Ending consideration of race could place medical schools in a difficult position.
According to Liaison Committee on Medical Education (LCME) Standard 3.3, medical schools
must have “effective policies and practices” aimed at achieving the “inclusion … of
persons from different racial, ethnic, economic, and/or social backgrounds” (14).
Medical schools may be torn between their duties for accreditation and the law of
the Supreme Court. It may be that LCME standards will have to change. But in the meantime,
schools may violate the current standards if they are not sufficiently diverse. This
tension between law and medicine is striking and highlights the impact of our current
judiciary on attaining a core objective of medicine: diverse providers that can care
for a diverse populace.
Affirmative action’s loss may result in medicine and healthcare that look substantially
less diverse. And any loss of diversity could be self-perpetuating. Through their
presence and contributions, racial and ethnic minorities help make spaces more accommodating
and inclusive to people from differing backgrounds. For example, testing of implicit
bias using the well-validated Implicit Association Test has revealed that African-American
physicians have far less implicit bias than White physicians (15). Racial and ethnic
prejudice, prolific throughout medicine, impact physician–patient communication, treatment
decisions, and patient outcomes (16
–18). A less racially diverse pool of providers could bring heightened bias toward
racial and ethnic minorities, leading to a spiral effect, in which medical spaces
become less varied across the board (19).
Losing racial and ethnic minority physicians may also seriously affect health equity.
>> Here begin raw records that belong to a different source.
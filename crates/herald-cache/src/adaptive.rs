//! Adaptive TTLs: per-category base TTLs scaled by the observed
//! read/write mix.
//!
//! A key that is read far more often than it is written earns a longer
//! TTL (stale risk is low, hit value is high); a write-heavy key gets a
//! shorter one. Scaling only kicks in once a key has enough samples to
//! make the ratio meaningful, and is clamped so a pathological ratio
//! cannot pin an entry forever or thrash it.

use dashmap::DashMap;
use serde::Deserialize;
use std::collections::HashMap;
use std::sync::atomic::{AtomicU64, Ordering};
use std::time::Duration;

/// Adaptive TTL tuning.
#[derive(Debug, Clone, Deserialize)]
pub struct AdaptiveTtlConfig {
    /// Base TTL per category prefix (the part of the key before the
    /// first `:`), e.g. `"template" => 3600s`.
    #[serde(default)]
    pub categories: HashMap<String, Duration>,
    /// Base TTL for keys with no category match.
    #[serde(default = "default_ttl")]
    pub default_ttl: Duration,
    /// Lower clamp on the scaling factor.
    #[serde(default = "default_min_factor")]
    pub min_factor: f64,
    /// Upper clamp on the scaling factor.
    #[serde(default = "default_max_factor")]
    pub max_factor: f64,
    /// Read/write ratio that maps to a scaling factor of 1.0.
    #[serde(default = "default_reference_ratio")]
    pub reference_ratio: f64,
    /// Accesses required before scaling applies; below this the base
    /// TTL is used unchanged.
    #[serde(default = "default_min_samples")]
    pub min_samples: u64,
}

fn default_ttl() -> Duration {
    Duration::from_secs(300)
}

fn default_min_factor() -> f64 {
    0.5
}

fn default_max_factor() -> f64 {
    3.0
}

fn default_reference_ratio() -> f64 {
    10.0
}

fn default_min_samples() -> u64 {
    20
}

impl Default for AdaptiveTtlConfig {
    fn default() -> Self {
        Self {
            categories: HashMap::new(),
            default_ttl: default_ttl(),
            min_factor: default_min_factor(),
            max_factor: default_max_factor(),
            reference_ratio: default_reference_ratio(),
            min_samples: default_min_samples(),
        }
    }
}

#[derive(Default)]
struct KeyStats {
    reads: AtomicU64,
    writes: AtomicU64,
}

/// Computes TTLs from per-key access statistics.
///
/// Cloneable is not needed here; wrap in `Arc` to share across tasks.
pub struct AdaptiveTtl {
    config: AdaptiveTtlConfig,
    stats: DashMap<String, KeyStats>,
}

impl AdaptiveTtl {
    pub fn new(config: AdaptiveTtlConfig) -> Self {
        Self {
            config,
            stats: DashMap::new(),
        }
    }

    /// Record one read of `key`.
    pub fn record_read(&self, key: &str) {
        self.stats
            .entry(key.to_string())
            .or_default()
            .reads
            .fetch_add(1, Ordering::Relaxed);
    }

    /// Record one write of `key`.
    pub fn record_write(&self, key: &str) {
        self.stats
            .entry(key.to_string())
            .or_default()
            .writes
            .fetch_add(1, Ordering::Relaxed);
    }

    /// The TTL to use for the next write of `key`.
    pub fn ttl_for(&self, key: &str) -> Duration {
        let base = self.base_ttl(key);
        let Some(stats) = self.stats.get(key) else {
            return base;
        };

        let reads = stats.reads.load(Ordering::Relaxed);
        let writes = stats.writes.load(Ordering::Relaxed);
        if reads + writes < self.config.min_samples {
            return base;
        }

        // writes+1 keeps never-written keys finite.
        let ratio = reads as f64 / (writes + 1) as f64;
        let factor = (ratio / self.config.reference_ratio)
            .clamp(self.config.min_factor, self.config.max_factor);
        base.mul_f64(factor)
    }

    /// Drop accumulated statistics for `key`, e.g. after invalidation.
    pub fn forget(&self, key: &str) {
        self.stats.remove(key);
    }

    fn base_ttl(&self, key: &str) -> Duration {
        let category = key.split(':').next().unwrap_or(key);
        self.config
            .categories
            .get(category)
            .copied()
            .unwrap_or(self.config.default_ttl)
    }
}
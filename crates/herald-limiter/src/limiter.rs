//! Token bucket admission controller.

use std::sync::Arc;
use std::time::Duration;
use time::OffsetDateTime;

use herald_core::metrics;
use herald_store::{AtomicBucketStore, BucketParams, now_unix_ms};

use crate::config::RateLimiterConfig;
use crate::error::LimitError;

/// Outcome of one admission check.
///
/// The HTTP middleware translates this into `X-RateLimit-*` headers and
/// a `429` with `Retry-After` on rejection; that translation lives
/// outside this crate.
#[derive(Debug, Clone, Copy, PartialEq)]
pub struct RateLimitDecision {
    /// Whether the request is admitted.
    pub allowed: bool,
    /// Whole tokens left after this check.
    pub remaining: u64,
    /// When the bucket will be back at steady-state capacity.
    pub reset_at: OffsetDateTime,
    /// How long to wait before one token is available. Set on denial.
    pub retry_after: Option<Duration>,
}

/// Distributed token bucket limiter.
///
/// Each identifier gets one bucket in the shared store, refilled lazily
/// on every check. A never-seen identifier starts with a **full**
/// bucket: the conventional choice, granting the configured burst on
/// first contact rather than making new clients earn tokens.
///
/// ## Failure semantics
///
/// Any store failure (timeout, connection loss, CAS exhaustion) fails
/// open: the request is admitted, the degradation is logged and counted,
/// and the caller is never blocked past the configured store timeout.
pub struct RateLimiter {
    buckets: Arc<dyn AtomicBucketStore>,
    params: BucketParams,
    key_prefix: String,
    store_timeout: Duration,
}

impl RateLimiter {
    /// Create a limiter over an atomic bucket store.
    ///
    /// # Errors
    ///
    /// Returns `LimitError::InvalidConfig` for non-positive rates or a
    /// burst multiplier below 1.
    pub fn new(
        buckets: Arc<dyn AtomicBucketStore>,
        config: RateLimiterConfig,
    ) -> Result<Self, LimitError> {
        config.validate()?;
        Ok(Self {
            buckets,
            params: BucketParams {
                capacity: config.capacity,
                refill_rate: config.refill_rate,
                burst_multiplier: config.burst_multiplier,
            },
            key_prefix: config.key_prefix,
            store_timeout: Duration::from_millis(config.store_timeout_ms),
        })
    }

    /// Check whether one request for `identifier` is admitted, consuming
    /// a token if so.
    ///
    /// Identifiers follow the `class:member` convention (`user:42`,
    /// `ip:10.0.0.1`); the class segment labels the emitted metrics.
    pub async fn check(&self, identifier: &str) -> RateLimitDecision {
        let key = format!("{}:{}", self.key_prefix, identifier);
        let class = metrics::identifier_class(identifier);
        let now_ms = now_unix_ms();

        let outcome = tokio::time::timeout(
            self.store_timeout,
            self.buckets.check_and_consume(&key, &self.params, now_ms, 1.0),
        )
        .await;

        let snapshot = match outcome {
            Ok(Ok(snapshot)) => snapshot,
            Ok(Err(e)) => {
                tracing::warn!(identifier = %identifier, error = %e,
                    "bucket store failed, admitting request (fail open)");
                metrics::record_ratelimit_fail_open(class);
                return self.fail_open_decision();
            }
            Err(_) => {
                tracing::warn!(identifier = %identifier,
                    timeout_ms = self.store_timeout.as_millis() as u64,
                    "bucket store timed out, admitting request (fail open)");
                metrics::record_ratelimit_fail_open(class);
                return self.fail_open_decision();
            }
        };

        metrics::set_tokens_remaining(class, snapshot.tokens);
        if snapshot.allowed {
            metrics::record_ratelimit_allowed(class);
        } else {
            metrics::record_ratelimit_denied(class);
            tracing::debug!(identifier = %identifier, tokens = snapshot.tokens,
                "request rate limited");
        }

        let now = OffsetDateTime::now_utc();
        let deficit = (self.params.capacity - snapshot.tokens).max(0.0);
        let reset_at = now + Duration::from_secs_f64(deficit / self.params.refill_rate);

        let retry_after = if snapshot.allowed {
            None
        } else {
            Some(Duration::from_secs_f64(
                (1.0 - snapshot.tokens).max(0.0) / self.params.refill_rate,
            ))
        };

        RateLimitDecision {
            allowed: snapshot.allowed,
            remaining: snapshot.tokens.floor().max(0.0) as u64,
            reset_at,
            retry_after,
        }
    }

    fn fail_open_decision(&self) -> RateLimitDecision {
        RateLimitDecision {
            allowed: true,
            remaining: self.params.max_tokens().floor() as u64,
            reset_at: OffsetDateTime::now_utc(),
            retry_after: None,
        }
    }
}
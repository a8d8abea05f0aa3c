//! Prometheus metrics for the Herald core.
//!
//! This module provides:
//! - Rate limiter metrics (allow/deny counts, tokens remaining, fail-open events)
//! - Cache metrics (hit/miss rates per tier, evictions, entries)
//! - Stampede prevention metrics (collapsed loads, degraded-path loads)
//! - Invalidation metrics (by kind)
//! - Write-behind metrics (flushes, rejections, buffer depth)

use metrics::{counter, gauge};
use metrics_exporter_prometheus::{PrometheusBuilder, PrometheusHandle};
use std::sync::OnceLock;

/// Global Prometheus handle for rendering metrics.
static PROMETHEUS_HANDLE: OnceLock<PrometheusHandle> = OnceLock::new();

/// Metric names as constants for consistency.
pub mod names {
    // Rate limiter metrics
    pub const RATELIMIT_ALLOWED_TOTAL: &str = "ratelimit_allowed_total";
    pub const RATELIMIT_DENIED_TOTAL: &str = "ratelimit_denied_total";
    pub const RATELIMIT_FAIL_OPEN_TOTAL: &str = "ratelimit_fail_open_total";
    pub const RATELIMIT_TOKENS_REMAINING: &str = "ratelimit_tokens_remaining";

    // Cache metrics
    pub const CACHE_HITS_TOTAL: &str = "cache_hits_total";
    pub const CACHE_MISSES_TOTAL: &str = "cache_misses_total";
    pub const CACHE_EVICTIONS_TOTAL: &str = "cache_evictions_total";
    pub const CACHE_ENTRIES: &str = "cache_entries";
    pub const CACHE_REFRESH_TOTAL: &str = "cache_refresh_total";

    // Stampede prevention metrics
    pub const STAMPEDE_PREVENTED_TOTAL: &str = "stampede_prevented_total";
    pub const STAMPEDE_DEGRADED_TOTAL: &str = "stampede_degraded_total";

    // Invalidation metrics
    pub const INVALIDATIONS_TOTAL: &str = "invalidations_total";

    // Write-behind metrics
    pub const WRITE_BEHIND_FLUSH_TOTAL: &str = "write_behind_flush_total";
    pub const WRITE_BEHIND_REJECTED_TOTAL: &str = "write_behind_rejected_total";
    pub const WRITE_BEHIND_BUFFER_ENTRIES: &str = "write_behind_buffer_entries";
}

/// Initialize the Prometheus metrics exporter.
///
/// This should be called once at process startup.
/// Returns `true` if initialization succeeded, `false` if already initialized.
pub fn init_metrics() -> bool {
    if PROMETHEUS_HANDLE.get().is_some() {
        tracing::debug!("Prometheus metrics already initialized");
        return false;
    }

    // Use install_recorder() for pull-based metrics (the host serves /metrics itself)
    match PrometheusBuilder::new().install_recorder() {
        Ok(handle) => {
            if PROMETHEUS_HANDLE.set(handle).is_err() {
                tracing::warn!("Failed to store Prometheus handle (already set)");
                return false;
            }

            tracing::info!("Prometheus metrics initialized");
            true
        }
        Err(e) => {
            tracing::error!(error = %e, "Failed to install Prometheus recorder");
            false
        }
    }
}

/// Render all metrics in Prometheus text format.
///
/// Returns `None` if metrics were not initialized.
pub fn render_metrics() -> Option<String> {
    PROMETHEUS_HANDLE.get().map(|handle| handle.render())
}

// =============================================================================
// Rate Limiter Metrics
// =============================================================================

/// Record an admitted request for the given identifier class.
pub fn record_ratelimit_allowed(class: &str) {
    counter!(names::RATELIMIT_ALLOWED_TOTAL, "class" => class.to_string()).increment(1);
}

/// Record a rejected request for the given identifier class.
pub fn record_ratelimit_denied(class: &str) {
    counter!(names::RATELIMIT_DENIED_TOTAL, "class" => class.to_string()).increment(1);
}

/// Record a fail-open admission caused by a state store failure.
pub fn record_ratelimit_fail_open(class: &str) {
    counter!(names::RATELIMIT_FAIL_OPEN_TOTAL, "class" => class.to_string()).increment(1);
}

/// Set the tokens-remaining gauge for an identifier class.
///
/// Labeled by class, not by full identifier, to keep cardinality bounded.
pub fn set_tokens_remaining(class: &str, tokens: f64) {
    gauge!(names::RATELIMIT_TOKENS_REMAINING, "class" => class.to_string()).set(tokens);
}

/// Derive the identifier class used as a metric label.
///
/// Identifiers follow the `class:member` convention (`user:42`, `ip:10.0.0.1`);
/// only the class segment is used as a label to avoid unbounded cardinality.
pub fn identifier_class(identifier: &str) -> &str {
    match identifier.split_once(':') {
        Some((class, _)) if !class.is_empty() => class,
        _ => "default",
    }
}

// =============================================================================
// Cache Metrics
// =============================================================================

/// Record a cache hit.
pub fn record_cache_hit(tier: &str) {
    counter!(names::CACHE_HITS_TOTAL, "tier" => tier.to_string()).increment(1);
}

/// Record a cache miss.
pub fn record_cache_miss() {
    counter!(names::CACHE_MISSES_TOTAL).increment(1);
}

/// Record a cache eviction.
pub fn record_cache_eviction(tier: &str) {
    counter!(names::CACHE_EVICTIONS_TOTAL, "tier" => tier.to_string()).increment(1);
}

/// Set the number of cache entries held in a tier.
pub fn set_cache_entries(tier: &str, count: usize) {
    gauge!(names::CACHE_ENTRIES, "tier" => tier.to_string()).set(count as f64);
}

/// Record a proactive background refresh of a cache entry.
pub fn record_cache_refresh() {
    counter!(names::CACHE_REFRESH_TOTAL).increment(1);
}

// =============================================================================
// Stampede Prevention Metrics
// =============================================================================

/// Record a load collapsed by stampede prevention (a waiter got the
/// lease holder's value instead of invoking its own loader).
pub fn record_stampede_prevented() {
    counter!(names::STAMPEDE_PREVENTED_TOTAL).increment(1);
}

/// Record a degraded-path load (lease wait exceeded, loader invoked directly).
pub fn record_stampede_degraded() {
    counter!(names::STAMPEDE_DEGRADED_TOTAL).increment(1);
}

// =============================================================================
// Invalidation Metrics
// =============================================================================

/// Record an invalidation by kind (`key`, `pattern`, `tag`).
pub fn record_invalidation(kind: &str) {
    counter!(names::INVALIDATIONS_TOTAL, "kind" => kind.to_string()).increment(1);
}

// =============================================================================
// Write-Behind Metrics
// =============================================================================

/// Record a write-behind flush of `batch_size` buffered entries.
pub fn record_write_behind_flush(batch_size: usize) {
    counter!(names::WRITE_BEHIND_FLUSH_TOTAL).increment(batch_size as u64);
}

/// Record a write-behind set rejected due to a full buffer.
pub fn record_write_behind_rejected() {
    counter!(names::WRITE_BEHIND_REJECTED_TOTAL).increment(1);
}

/// Set the write-behind buffer depth gauge.
pub fn set_write_behind_buffer(entries: usize) {
    gauge!(names::WRITE_BEHIND_BUFFER_ENTRIES).set(entries as f64);
}
#[cfg(test)]
mod tests {
    use super::*;
    use std::sync::Arc;

    #[tokio::test]
    async fn test_get_set_delete() {
        let store = MemoryStateStore::new();
        store.set("k", b"v".to_vec(), None).await.unwrap();
        assert_eq!(store.get("k").await.unwrap(), Some(b"v".to_vec()));
        assert!(store.delete("k").await.unwrap());
        assert_eq!(store.get("k").await.unwrap(), None);
        assert!(!store.delete("k").await.unwrap());
    }

    #[tokio::test]
    async fn test_ttl_expiry() {
        let store = MemoryStateStore::new();
        store
            .set("k", b"v".to_vec(), Some(Duration::from_millis(30)))
            .await
            .unwrap();
        assert!(store.ttl("k").await.unwrap().is_some());
        tokio::time::sleep(Duration::from_millis(60)).await;
        assert_eq!(store.get("k").await.unwrap(), None);
        assert_eq!(store.ttl("k").await.unwrap(), None);
    }

    #[tokio::test]
    async fn test_set_nx_respects_live_entry() {
        let store = MemoryStateStore::new();
        assert!(
            store
                .set_nx("lease", b"a".to_vec(), Duration::from_secs(10))
                .await
                .unwrap()
        );
        assert!(
            !store
                .set_nx("lease", b"b".to_vec(), Duration::from_secs(10))
                .await
                .unwrap()
        );
        assert_eq!(store.get("lease").await.unwrap(), Some(b"a".to_vec()));
    }

    #[tokio::test]
    async fn test_set_nx_claims_expired_entry() {
        let store = MemoryStateStore::new();
        store
            .set_nx("lease", b"a".to_vec(), Duration::from_millis(20))
            .await
            .unwrap();
        tokio::time::sleep(Duration::from_millis(50)).await;
        assert!(
            store
                .set_nx("lease", b"b".to_vec(), Duration::from_secs(10))
                .await
                .unwrap()
        );
    }

    #[tokio::test]
    async fn test_delete_if_match() {
        let store = MemoryStateStore::new();
        store.set("lease", b"owner-1".to_vec(), None).await.unwrap();
        assert!(!store.delete_if_match("lease", b"owner-2").await.unwrap());
        assert!(store.delete_if_match("lease", b"owner-1").await.unwrap());
        assert_eq!(store.get("lease").await.unwrap(), None);
    }

    #[tokio::test]
    async fn test_compare_and_swap() {
        let store = MemoryStateStore::new();

        // Absent key: only expected=None succeeds.
        assert!(
            !store
                .compare_and_swap("k", Some(b"x"), b"v1".to_vec(), None)
                .await
                .unwrap()
        );
        assert!(
            store
                .compare_and_swap("k", None, b"v1".to_vec(), None)
                .await
                .unwrap()
        );

        // Present key: expected must match the current value.
        assert!(
            !store
                .compare_and_swap("k", Some(b"nope"), b"v2".to_vec(), None)
                .await
                .unwrap()
        );
        assert!(
            store
                .compare_and_swap("k", Some(b"v1"), b"v2".to_vec(), None)
                .await
                .unwrap()
        );
        assert_eq!(store.get("k").await.unwrap(), Some(b"v2".to_vec()));
    }

    #[tokio::test]
    async fn test_scan_skips_expired() {
        let store = MemoryStateStore::new();
        store.set("tmpl:a", b"1".to_vec(), None).await.unwrap();
        store
            .set("tmpl:b", b"2".to_vec(), Some(Duration::from_millis(20)))
            .await
            .unwrap();
        store.set("other", b"3".to_vec(), None).await.unwrap();
        tokio::time::sleep(Duration::from_millis(50)).await;

        let mut keys = store.scan("tmpl:*").await.unwrap();
        keys.sort();
        assert_eq!(keys, vec!["tmpl:a".to_string()]);
    }

    #[tokio::test]
    async fn test_set_operations() {
        let store = MemoryStateStore::new();
        store.set_add("tag:x", "k1", None).await.unwrap();
        store.set_add("tag:x", "k2", None).await.unwrap();
        store.set_add("tag:x", "k1", None).await.unwrap();

        let mut members = store.set_members("tag:x").await.unwrap();
        members.sort();
        assert_eq!(members, vec!["k1".to_string(), "k2".to_string()]);

        store.set_remove("tag:x", "k1").await.unwrap();
        assert_eq!(store.set_members("tag:x").await.unwrap(), vec!["k2"]);
    }

    #[tokio::test]
    async fn test_set_expires_with_its_ttl() {
        let store = MemoryStateStore::new();
        store
            .set_add("tag:short", "k1", Some(Duration::from_millis(30)))
            .await
            .unwrap();
        assert_eq!(store.set_members("tag:short").await.unwrap(), vec!["k1"]);

        tokio::time::sleep(Duration::from_millis(60)).await;
        assert!(store.set_members("tag:short").await.unwrap().is_empty());
    }

    #[tokio::test]
    async fn test_set_ttl_extends_never_shortens() {
        let store = MemoryStateStore::new();
        store
            .set_add("tag:mixed", "long", Some(Duration::from_millis(200)))
            .await
            .unwrap();
        // A shorter ttl on a later add must not clip the earlier expiry.
        store
            .set_add("tag:mixed", "short", Some(Duration::from_millis(10)))
            .await
            .unwrap();

        tokio::time::sleep(Duration::from_millis(60)).await;
        let mut members = store.set_members("tag:mixed").await.unwrap();
        members.sort();
        assert_eq!(members, vec!["long".to_string(), "short".to_string()]);
    }

    #[tokio::test]
    async fn test_persistent_set_ignores_later_ttl() {
        let store = MemoryStateStore::new();
        store.set_add("tag:forever", "k1", None).await.unwrap();
        store
            .set_add("tag:forever", "k2", Some(Duration::from_millis(20)))
            .await
            .unwrap();

        tokio::time::sleep(Duration::from_millis(50)).await;
        assert_eq!(store.set_members("tag:forever").await.unwrap().len(), 2);
    }

    #[tokio::test]
    async fn test_pubsub_delivers_to_subscribers() {
        let store = Arc::new(MemoryStateStore::new());
        let mut sub = store.subscribe("events").await.unwrap();

        store.publish("events", b"hello".to_vec()).await.unwrap();
        let msg = tokio::time::timeout(Duration::from_secs(1), sub.next())
            .await
            .unwrap();
        assert_eq!(msg, Some(b"hello".to_vec()));
    }

    #[tokio::test]
    async fn test_bucket_never_over_admits_concurrently() {
        let store = Arc::new(MemoryStateStore::new());
        let params = BucketParams {
            capacity: 10.0,
            refill_rate: 0.001,
            burst_multiplier: 1.0,
        };

        let mut handles = Vec::new();
        for _ in 0..50 {
            let store = Arc::clone(&store);
            handles.push(tokio::spawn(async move {
                let now = crate::bucket::now_unix_ms();
                store
                    .check_and_consume("bucket:x", &params, now, 1.0)
                    .await
                    .unwrap()
            }));
        }

        let mut admitted = 0;
        for handle in handles {
            let snapshot = handle.await.unwrap();
            assert!(snapshot.tokens >= 0.0);
            assert!(snapshot.tokens <= params.max_tokens());
            if snapshot.allowed {
                admitted += 1;
            }
        }
        assert_eq!(admitted, 10);
    }
}
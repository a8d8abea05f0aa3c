//! # herald-core
//!
//! Shared observability surface for the Herald rate-limiting and caching
//! core: Prometheus metric recording helpers and tracing initialization.
//!
//! Every other Herald crate emits its counters and gauges through the
//! functions in [`metrics`] so that metric names and label sets stay
//! consistent across the admission controller, the cache strategies and
//! the invalidation manager.

pub mod metrics;
pub mod observability;

pub use observability::init_tracing;
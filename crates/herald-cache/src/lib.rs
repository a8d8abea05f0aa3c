//! # herald-cache
//!
//! Caching strategies, invalidation and stampede prevention for the
//! Herald notification gateway.
//!
//! ## Architecture
//!
//! All strategies share one substrate, [`CacheStore`]: an optional
//! process-local L1 tier (`DashMap`) in front of the shared state store
//! (L2) that every instance coordinates through. On top of it sit:
//!
//! - [`CacheAside`]: read-through loading with single-flight protection
//!   and optional proactive refresh ahead of expiry
//! - [`WriteThrough`]: persist first, cache only on success
//! - [`WriteBehind`]: optimistic cache write plus batched asynchronous
//!   persistence with bounded-buffer backpressure
//! - [`CacheWarmer`]: bulk pre-population with per-entry failure isolation
//! - [`AdaptiveTtl`]: per-category TTLs scaled by observed read/write mix
//! - [`InvalidationManager`] / [`InvalidationListener`]: key, pattern and
//!   tag invalidation with cross-instance eviction broadcast over the
//!   store's pub/sub
//!
//! ## Topology
//!
//! This crate targets the tiered topology: each process keeps an L1 copy
//! of hot entries, so the invalidation broadcast is load-bearing — every
//! instance subscribes and evicts its local copies when another instance
//! invalidates. Construct the substrate with [`CacheStore::shared_only`]
//! to disable L1 and get strict read-your-writes through the shared
//! store alone (the broadcast then degrades to a harmless no-op).
//!
//! ## Failure model
//!
//! Store failures are absorbed: reads fall through to the caller's
//! loader (a cache outage costs latency, never correctness), and the
//! degradation is logged and counted. Loader and persister failures are
//! business failures and always propagate to the immediate caller.

mod adaptive;
mod aside;
mod backend;
mod entry;
mod error;
mod invalidation;
mod lease;
mod stampede;
mod warming;
mod write_behind;
mod write_through;

pub use adaptive::{AdaptiveTtl, AdaptiveTtlConfig};
pub use aside::CacheAside;
pub use backend::CacheStore;
pub use entry::{CacheEntry, CacheOptions};
pub use error::{BoxError, CacheError};
pub use invalidation::{
    INVALIDATION_CHANNEL, InvalidationEvent, InvalidationKind, InvalidationListener,
    InvalidationManager,
};
pub use lease::DistributedLease;
pub use stampede::{StampedeConfig, StampedeGuard};
pub use warming::{CacheWarmer, WarmEntry, WarmReport};
pub use write_behind::{Persister, WriteBehind, WriteBehindConfig};
pub use write_through::WriteThrough;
Racial concordance between provider and patient is associated with improved communication,
lower emergency department use, and better outcomes (20). Although that does not necessarily
militate in favor of assigning physicians to patients by race, it raises serious questions
about healthcare inequity should the physician body look less like America in all
its diversity. There are also unique health concerns, given the legacy of injustice
affecting certain racial and ethnic groups—concerns that diverse providers may be
better able to notice and address. And because medicine is an enriching and lucrative
career, everyone should have a fair chance to apply, regardless of race or ethnicity.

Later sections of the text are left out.